His breakfast plate is still sitting on the counter, his fork upon it where he left it when he finished the eggs I made. His dress boots are still where he left them (in the way!) after his mess dinner last week. There is still a pair of his black socks on the living room floor. But he’s gone. He hasn’t gone far yet. He’s still at our little airport, playing his own waiting game. But near or far, he’s gone.
I’ve already accepted one invitation from a friend. I’m going to do my best to fill up some of the emptiness his departure leaves. It’s spring here, and I’m going to make sure to enjoy the sunshine when I can. I’m going to work out more. I’m going to make more plans with friends. And most of the time, I’m going to make dinner for one, but I’m going to be okay.

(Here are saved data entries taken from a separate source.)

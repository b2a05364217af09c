// Copyright (c) 2025 Soumyadip Sarkar.
// All rights reserved.
//
// This source code is licensed under the license found in the
// LICENSE file in the root directory of this source tree.

#![allow(dead_code)]

use miaoledger::assistant::{AssistError, AudioClip, TransactionParser};
use miaoledger::book::Book;
use miaoledger::db;
use miaoledger::ingest::Candidate;
use miaoledger::models::{AppData, Categories, TransactionFormData, TransactionKind};
use miaoledger::sync::remote::{AuthUser, CloudBackend, SignUpOutcome, SyncError};
use std::collections::{HashMap, VecDeque};
use std::sync::Mutex;
use std::time::Instant;

pub fn book() -> Book {
    Book::open(db::open_in_memory().unwrap())
}

pub fn form(amount: &str, category: &str, date: &str, ledger: &str) -> TransactionFormData {
    TransactionFormData {
        amount: amount.to_string(),
        r#type: TransactionKind::Expense,
        category: category.to_string(),
        sub_category: None,
        date: date.to_string(),
        note: String::new(),
        ledger_id: ledger.to_string(),
    }
}

#[derive(Default)]
struct CloudState {
    accounts: HashMap<String, (String, String)>,
    current: Option<AuthUser>,
    documents: HashMap<String, AppData>,
    uploads: Vec<(Instant, String, AppData)>,
    fail_uploads: bool,
}

/// In-process stand-in for the remote: accounts, one document per user and
/// a log of every upload.
#[derive(Default)]
pub struct MemoryCloud {
    state: Mutex<CloudState>,
}

impl MemoryCloud {
    pub fn new() -> Self {
        Self::default()
    }

    pub fn with_account(self, email: &str, password: &str) -> Self {
        let id = format!("user-{}", email);
        self.state
            .lock()
            .unwrap()
            .accounts
            .insert(email.to_string(), (password.to_string(), id));
        self
    }

    pub fn signed_in_as(self, email: &str) -> Self {
        {
            let mut s = self.state.lock().unwrap();
            let (_, id) = s.accounts.get(email).cloned().unwrap();
            s.current = Some(AuthUser {
                id,
                email: Some(email.to_string()),
            });
        }
        self
    }

    pub fn user_id(email: &str) -> String {
        format!("user-{}", email)
    }

    pub fn put_document(&self, user_id: &str, data: AppData) {
        self.state
            .lock()
            .unwrap()
            .documents
            .insert(user_id.to_string(), data);
    }

    pub fn document(&self, user_id: &str) -> Option<AppData> {
        self.state.lock().unwrap().documents.get(user_id).cloned()
    }

    pub fn uploads(&self) -> Vec<(Instant, String, AppData)> {
        self.state.lock().unwrap().uploads.clone()
    }

    pub fn fail_uploads(&self, fail: bool) {
        self.state.lock().unwrap().fail_uploads = fail;
    }
}

impl CloudBackend for MemoryCloud {
    fn sign_up(&self, email: &str, password: &str) -> Result<SignUpOutcome, SyncError> {
        let mut s = self.state.lock().unwrap();
        if s.accounts.contains_key(email) {
            return Err(SyncError::Remote {
                status: 422,
                message: "User already registered".into(),
            });
        }
        let id = Self::user_id(email);
        s.accounts
            .insert(email.to_string(), (password.to_string(), id.clone()));
        let user = AuthUser {
            id,
            email: Some(email.to_string()),
        };
        s.current = Some(user.clone());
        Ok(SignUpOutcome::SignedIn(user))
    }

    fn sign_in(&self, email: &str, password: &str) -> Result<AuthUser, SyncError> {
        let mut s = self.state.lock().unwrap();
        match s.accounts.get(email) {
            Some((pw, id)) if pw == password => {
                let user = AuthUser {
                    id: id.clone(),
                    email: Some(email.to_string()),
                };
                s.current = Some(user.clone());
                Ok(user)
            }
            _ => Err(SyncError::Remote {
                status: 400,
                message: "Invalid login credentials".into(),
            }),
        }
    }

    fn sign_out(&self) -> Result<(), SyncError> {
        self.state.lock().unwrap().current = None;
        Ok(())
    }

    fn current_user(&self) -> Result<Option<AuthUser>, SyncError> {
        Ok(self.state.lock().unwrap().current.clone())
    }

    fn fetch_document(&self, user_id: &str) -> Result<Option<AppData>, SyncError> {
        Ok(self.state.lock().unwrap().documents.get(user_id).cloned())
    }

    fn upsert_document(&self, user_id: &str, content: &AppData) -> Result<(), SyncError> {
        let mut s = self.state.lock().unwrap();
        if s.fail_uploads {
            return Err(SyncError::Remote {
                status: 503,
                message: "unavailable".into(),
            });
        }
        s.uploads
            .push((Instant::now(), user_id.to_string(), content.clone()));
        s.documents.insert(user_id.to_string(), content.clone());
        Ok(())
    }
}

/// Parser double replaying queued answers; `None` plays back as a failure.
#[derive(Default)]
pub struct ScriptedParser {
    answers: Mutex<VecDeque<Option<Candidate>>>,
    inputs: Mutex<Vec<String>>,
}

impl ScriptedParser {
    pub fn answering(answers: Vec<Option<Candidate>>) -> Self {
        Self {
            answers: Mutex::new(answers.into()),
            inputs: Mutex::new(Vec::new()),
        }
    }

    pub fn inputs(&self) -> Vec<String> {
        self.inputs.lock().unwrap().clone()
    }

    fn next(&self) -> Result<Candidate, AssistError> {
        match self.answers.lock().unwrap().pop_front() {
            Some(Some(c)) => Ok(c),
            _ => Err(AssistError::Empty),
        }
    }
}

impl TransactionParser for ScriptedParser {
    fn parse_text(&self, input: &str, _catalog: &Categories) -> Result<Candidate, AssistError> {
        self.inputs.lock().unwrap().push(input.to_string());
        self.next()
    }

    fn parse_voice(
        &self,
        clip: &AudioClip,
        _catalog: &Categories,
    ) -> Result<Candidate, AssistError> {
        self.inputs
            .lock()
            .unwrap()
            .push(format!("<{} bytes of {}>", clip.data.len(), clip.mime_type));
        self.next()
    }
}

Okay or not, mostly what I’m going to do is wait.
I’m going to count the days until my best friend comes home. But mostly I’m going to count the nights, which are much darker, quieter, and longer when he’s away. I may even try to sleep in our bed like a grown up (instead of moving to the couch, as is my habit when he’s gone). But I’m also going to count my blessings. My best friend may be gone, leaving me once again in this foreign land where the smallest successes are often triumphs and the smallest challenges are sometimes insurmountable. But he will come home to me again. I only wait because I have so much, and I want it all back.
I still have no regrets, as strange and small as life often is here. That’s perhaps the greatest blessing of all, that I know I belong here, keeping the home fires burning, waiting.